Reprint the listing. Every line must match the original exactly.

***** DATA UNDER STUDY *****

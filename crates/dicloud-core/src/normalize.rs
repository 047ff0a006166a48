//! Field normalization for telemetry payloads.
//!
//! The service pads responses with placeholder values instead of omitting
//! fields. Everything here converts those placeholders to `None` so the
//! state store never records a sentinel as an observation.

use serde_json::Value;

/// Cabin temperature reported while the vehicle is offline.
pub const TEMP_SENTINEL: f64 = -129.0;

/// Whether a raw JSON value is an absent-marker rather than data.
#[must_use]
pub fn is_absent(value: &Value) -> bool {
    match value {
        Value::Null => true,
        Value::String(s) => {
            let t = s.trim();
            t.is_empty() || t == "--"
        }
        Value::Number(n) => n.as_f64().is_some_and(f64::is_nan),
        _ => false,
    }
}

/// Parse a number from a JSON number or numeric string.
#[must_use]
pub fn as_f64(value: &Value) -> Option<f64> {
    if is_absent(value) {
        return None;
    }
    match value {
        Value::Number(n) => n.as_f64().filter(|f| f.is_finite()),
        Value::String(s) => s.trim().parse::<f64>().ok().filter(|f| f.is_finite()),
        _ => None,
    }
}

/// Parse an integer, truncating numeric strings like `"70.0"`.
#[must_use]
pub fn as_i64(value: &Value) -> Option<i64> {
    as_f64(value).map(|f| f as i64)
}

/// Parse a non-empty string.
#[must_use]
pub fn as_string(value: &Value) -> Option<String> {
    if is_absent(value) {
        return None;
    }
    match value {
        Value::String(s) => Some(s.trim().to_string()),
        Value::Number(n) => Some(n.to_string()),
        _ => None,
    }
}

/// Cabin temperature with the offline sentinel removed.
#[must_use]
pub fn as_temperature(value: &Value) -> Option<f64> {
    as_f64(value).filter(|&t| t != TEMP_SENTINEL)
}

/// Duration-component fields (`fullHour`, `remainingMinutes`, ...) use `-1`
/// for "not available".
#[must_use]
pub fn as_non_negative(value: &Value) -> Option<i64> {
    as_i64(value).filter(|&v| v >= 0)
}

/// Normalize a payload timestamp to epoch milliseconds.
///
/// Accepts seconds or milliseconds; zero and negative values are absent.
#[must_use]
pub fn as_timestamp_ms(value: &Value) -> Option<i64> {
    let ts = as_f64(value)?;
    if ts <= 0.0 {
        return None;
    }
    // Anything below ~5e9 is epoch seconds.
    if ts < 100_000_000_000.0 {
        Some((ts * 1000.0) as i64)
    } else {
        Some(ts as i64)
    }
}

#[cfg(test)]
mod tests {
    use super::*;
    use serde_json::json;

    #[test]
    fn placeholders_are_absent() {
        for v in [json!(null), json!(""), json!("--"), json!("  ")] {
            assert!(is_absent(&v), "{v:?}");
        }
        assert!(!is_absent(&json!(0)));
        assert!(!is_absent(&json!("0")));
    }

    #[test]
    fn numeric_strings_parse() {
        assert_eq!(as_f64(&json!("70")), Some(70.0));
        assert_eq!(as_f64(&json!(70.5)), Some(70.5));
        assert_eq!(as_f64(&json!("--")), None);
        assert_eq!(as_i64(&json!("12.0")), Some(12));
        assert_eq!(as_i64(&json!("abc")), None);
    }

    #[test]
    fn temperature_sentinel_is_absent() {
        assert_eq!(as_temperature(&json!(-129)), None);
        assert_eq!(as_temperature(&json!(21.5)), Some(21.5));
    }

    #[test]
    fn negative_durations_are_absent() {
        assert_eq!(as_non_negative(&json!(-1)), None);
        assert_eq!(as_non_negative(&json!(0)), Some(0));
        assert_eq!(as_non_negative(&json!(45)), Some(45));
    }

    #[test]
    fn timestamps_normalize_to_millis() {
        assert_eq!(as_timestamp_ms(&json!(1_770_817_900)), Some(1_770_817_900_000));
        assert_eq!(as_timestamp_ms(&json!(1_770_817_900_123i64)), Some(1_770_817_900_123));
        assert_eq!(as_timestamp_ms(&json!(0)), None);
        assert_eq!(as_timestamp_ms(&json!(-1)), None);
        assert_eq!(as_timestamp_ms(&json!("")), None);
    }
}
//! Vehicle list entries and the per-vehicle permission tree.

use serde_json::Value;

use crate::models::field;
use crate::normalize;

/// A granted permission scope. Owners get an empty tree; shared users get
/// the scopes granted to them (e.g. "Basic control"), possibly nested.
#[derive(Debug, Clone, PartialEq, Eq)]
pub struct PermissionNode {
    pub code: String,
    pub name: String,
    pub children: Vec<PermissionNode>,
}

impl PermissionNode {
    fn parse_list(raw: Option<&Value>) -> Vec<PermissionNode> {
        let Some(Value::Array(items)) = raw else {
            return Vec::new();
        };
        items
            .iter()
            .filter_map(|item| {
                item.as_object().map(|obj| PermissionNode {
                    code: obj.get("code").and_then(normalize::as_string).unwrap_or_default(),
                    name: obj.get("name").and_then(normalize::as_string).unwrap_or_default(),
                    children: Self::parse_list(obj.get("childList")),
                })
            })
            .collect()
    }

    /// Depth-first check over codes and names.
    #[must_use]
    pub fn matches(&self, needle: &str) -> bool {
        self.code.eq_ignore_ascii_case(needle)
            || self.name.eq_ignore_ascii_case(needle)
            || self.children.iter().any(|c| c.matches(needle))
    }
}

/// One entry from the account's vehicle list.
#[derive(Debug, Clone, Default)]
pub struct Vehicle {
    pub vin: String,
    pub model_name: String,
    pub brand_name: String,
    pub alias: String,
    pub plate: String,
    pub energy_type: String,
    pub default_car: bool,
    pub tbox_version: String,
    /// Permission scopes granted to a shared user; empty for owners.
    pub permissions: Vec<PermissionNode>,
}

impl Vehicle {
    #[must_use]
    pub fn from_value(item: &Value) -> Option<Self> {
        let vin = field(item, &["vin"]).and_then(normalize::as_string)?;
        let text = |aliases: &[&str]| {
            field(item, aliases)
                .and_then(normalize::as_string)
                .unwrap_or_default()
        };
        Some(Self {
            vin,
            model_name: text(&["modelName"]),
            brand_name: text(&["brandName"]),
            alias: text(&["autoAlias"]),
            plate: text(&["autoPlate"]),
            energy_type: text(&["energyType"]),
            default_car: field(item, &["defaultCar"]).and_then(normalize::as_i64) == Some(1),
            tbox_version: text(&["tboxVersion"]),
            permissions: PermissionNode::parse_list(field(item, &["rangeDetailList"])),
        })
    }
}

#[cfg(test)]
mod tests {
    use super::*;
    use serde_json::json;

    #[test]
    fn parses_owner_entry() {
        let v = Vehicle::from_value(&json!({
            "vin": "LC0C1234567890123",
            "modelName": "SEAL",
            "brandName": "BYD",
            "autoAlias": "Daily",
            "defaultCar": 1,
            "tboxVersion": "3"
        }))
        .unwrap();
        assert_eq!(v.vin, "LC0C1234567890123");
        assert!(v.default_car);
        assert!(v.permissions.is_empty());
    }

    #[test]
    fn parses_permission_tree() {
        let v = Vehicle::from_value(&json!({
            "vin": "V1",
            "rangeDetailList": [
                {"code": "10", "name": "Basic control", "childList": [
                    {"code": "LOCKDOOR", "name": "Lock"}
                ]}
            ]
        }))
        .unwrap();
        assert_eq!(v.permissions.len(), 1);
        assert!(v.permissions[0].matches("basic control"));
        assert!(v.permissions[0].matches("LOCKDOOR"));
        assert!(!v.permissions[0].matches("BATTERYHEAT"));
    }

    #[test]
    fn entry_without_vin_is_skipped() {
        assert!(Vehicle::from_value(&json!({"modelName": "X"})).is_none());
    }
}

*****

■ TASK RESPONSE
filename crates/dicloud-core/src/normalize.rs
repository 047ff0a006166a48
//! Field normalization for telemetry payloads.
//!
//! The service pads responses with placeholder values instead of omitting
//! fields. Everything here converts those placeholders to `None` so the
//! state store never records a sentinel as an observation.

use serde_json::Value;

/// Cabin temperature reported while the vehicle is offline.
pub const TEMP_SENTINEL: f64 = -129.0;

/// Whether a raw JSON value is an absent-marker rather than data.
#[must_use]
pub fn is_absent(value: &Value) -> bool {
    match value {
        Value::Null => true,
        Value::String(s) => {
            let t = s.trim();
            t.is_empty() || t == "--"
        }
        Value::Number(n) => n.as_f64().is_some_and(f64::is_nan),
        _ => false,
    }
}

/// Parse a number from a JSON number or numeric string.
#[must_use]
pub fn as_f64(value: &Value) -> Option<f64> {
    if is_absent(value) {
        return None;
    }
    match value {
        Value::Number(n) => n.as_f64().filter(|f| f.is_finite()),
        Value::String(s) => s.trim().parse::<f64>().ok().filter(|f| f.is_finite()),
        _ => None,
    }
}

/// Parse an integer, truncating numeric strings like `"70.0"`.
#[must_use]
pub fn as_i64(value: &Value) -> Option<i64> {
    as_f64(value).map(|f| f as i64)
}

/// Parse a non-empty string.
#[must_use]
pub fn as_string(value: &Value) -> Option<String> {
    if is_absent(value) {
        return None;
    }
    match value {
        Value::String(s) => Some(s.trim().to_string()),
        Value::Number(n) => Some(n.to_string()),
        _ => None,
    }
}

/// Cabin temperature with the offline sentinel removed.
#[must_use]
pub fn as_temperature(value: &Value) -> Option<f64> {
    as_f64(value).filter(|&t| t != TEMP_SENTINEL)
}

/// Duration-component fields (`fullHour`, `remainingMinutes`, ...) use `-1`
/// for "not available".
#[must_use]
pub fn as_non_negative(value: &Value) -> Option<i64> {
    as_i64(value).filter(|&v| v >= 0)
}

/// Normalize a payload timestamp to epoch milliseconds.
///
/// Accepts seconds or milliseconds; zero and negative values are absent.
#[must_use]
pub fn as_timestamp_ms(value: &Value) -> Option<i64> {
    let ts = as_f64(value)?;
    if ts <= 0.0 {
        return None;
    }
    // Anything below ~5e9 is epoch seconds.
    if ts < 100_000_000_000.0 {
        Some((ts * 1000.0) as i64)
    } else {
        Some(ts as i64)
    }
}

#[cfg(test)]
mod tests {
    use super::*;
    use serde_json::json;

    #[test]
    fn placeholders_are_absent() {
        for v in [json!(null), json!(""), json!("--"), json!("  ")] {
            assert!(is_absent(&v), "{v:?}");
        }
        assert!(!is_absent(&json!(0)));
        assert!(!is_absent(&json!("0")));
    }

    #[test]
    fn numeric_strings_parse() {
        assert_eq!(as_f64(&json!("70")), Some(70.0));
        assert_eq!(as_f64(&json!(70.5)), Some(70.5));
        assert_eq!(as_f64(&json!("--")), None);
        assert_eq!(as_i64(&json!("12.0")), Some(12));
        assert_eq!(as_i64(&json!("abc")), None);
    }

    #[test]
    fn temperature_sentinel_is_absent() {
        assert_eq!(as_temperature(&json!(-129)), None);
        assert_eq!(as_temperature(&json!(21.5)), Some(21.5));
    }

    #[test]
    fn negative_durations_are_absent() {
        assert_eq!(as_non_negative(&json!(-1)), None);
        assert_eq!(as_non_negative(&json!(0)), Some(0));
        assert_eq!(as_non_negative(&json!(45)), Some(45));
    }

    #[test]
    fn timestamps_normalize_to_millis() {
        assert_eq!(as_timestamp_ms(&json!(1_770_817_900)), Some(1_770_817_900_000));
        assert_eq!(as_timestamp_ms(&json!(1_770_817_900_123i64)), Some(1_770_817_900_123));
        assert_eq!(as_timestamp_ms(&json!(0)), None);
        assert_eq!(as_timestamp_ms(&json!(-1)), None);
        assert_eq!(as_timestamp_ms(&json!("")), None);
    }
}
//! Vehicle list entries and the per-vehicle permission tree.

use serde_json::Value;

use crate::models::field;
use crate::normalize;

/// A granted permission scope. Owners get an empty tree; shared users get
/// the scopes granted to them (e.g. "Basic control"), possibly nested.
#[derive(Debug, Clone, PartialEq, Eq)]
pub struct PermissionNode {
    pub code: String,
    pub name: String,
    pub children: Vec<PermissionNode>,
}

impl PermissionNode {
    fn parse_list(raw: Option<&Value>) -> Vec<PermissionNode> {
        let Some(Value::Array(items)) = raw else {
            return Vec::new();
        };
        items
            .iter()
            .filter_map(|item| {
                item.as_object().map(|obj| PermissionNode {
                    code: obj.get("code").and_then(normalize::as_string).unwrap_or_default(),
                    name: obj.get("name").and_then(normalize::as_string).unwrap_or_default(),
                    children: Self::parse_list(obj.get("childList")),
                })
            })
            .collect()
    }

    /// Depth-first check over codes and names.
    #[must_use]
    pub fn matches(&self, needle: &str) -> bool {
        self.code.eq_ignore_ascii_case(needle)
            || self.name.eq_ignore_ascii_case(needle)
            || self.children.iter().any(|c| c.matches(needle))
    }
}

/// One entry from the account's vehicle list.
#[derive(Debug, Clone, Default)]
pub struct Vehicle {
    pub vin: String,
    pub model_name: String,
    pub brand_name: String,
    pub alias: String,
    pub plate: String,
    pub energy_type: String,
    pub default_car: bool,
    pub tbox_version: String,
    /// Permission scopes granted to a shared user; empty for owners.
    pub permissions: Vec<PermissionNode>,
}

impl Vehicle {
    #[must_use]
    pub fn from_value(item: &Value) -> Option<Self> {
        let vin = field(item, &["vin"]).and_then(normalize::as_string)?;
        let text = |aliases: &[&str]| {
            field(item, aliases)
                .and_then(normalize::as_string)
                .unwrap_or_default()
        };
        Some(Self {
            vin,
            model_name: text(&["modelName"]),
            brand_name: text(&["brandName"]),
            alias: text(&["autoAlias"]),
            plate: text(&["autoPlate"]),
            energy_type: text(&["energyType"]),
            default_car: field(item, &["defaultCar"]).and_then(normalize::as_i64) == Some(1),
            tbox_version: text(&["tboxVersion"]),
            permissions: PermissionNode::parse_list(field(item, &["rangeDetailList"])),
        })
    }
}

#[cfg(test)]
mod tests {
    use super::*;
    use serde_json::json;

    #[test]
    fn parses_owner_entry() {
        let v = Vehicle::from_value(&json!({
            "vin": "LC0C1234567890123",
            "modelName": "SEAL",
            "brandName": "BYD",
            "autoAlias": "Daily",
            "defaultCar": 1,
            "tboxVersion": "3"
        }))
        .unwrap();
        assert_eq!(v.vin, "LC0C1234567890123");
        assert!(v.default_car);
        assert!(v.permissions.is_empty());
    }

    #[test]
    fn parses_permission_tree() {
        let v = Vehicle::from_value(&json!({
            "vin": "V1",
            "rangeDetailList": [
                {"code": "10", "name": "Basic control", "childList": [
                    {"code": "LOCKDOOR", "name": "Lock"}
                ]}
            ]
        }))
        .unwrap();
        assert_eq!(v.permissions.len(), 1);
        assert!(v.permissions[0].matches("basic control"));
        assert!(v.permissions[0].matches("LOCKDOOR"));
        assert!(!v.permissions[0].matches("BATTERYHEAT"));
    }

    #[test]
    fn entry_without_vin_is_skipped() {
        assert!(Vehicle::from_value(&json!({"modelName": "X"})).is_none());
    }
}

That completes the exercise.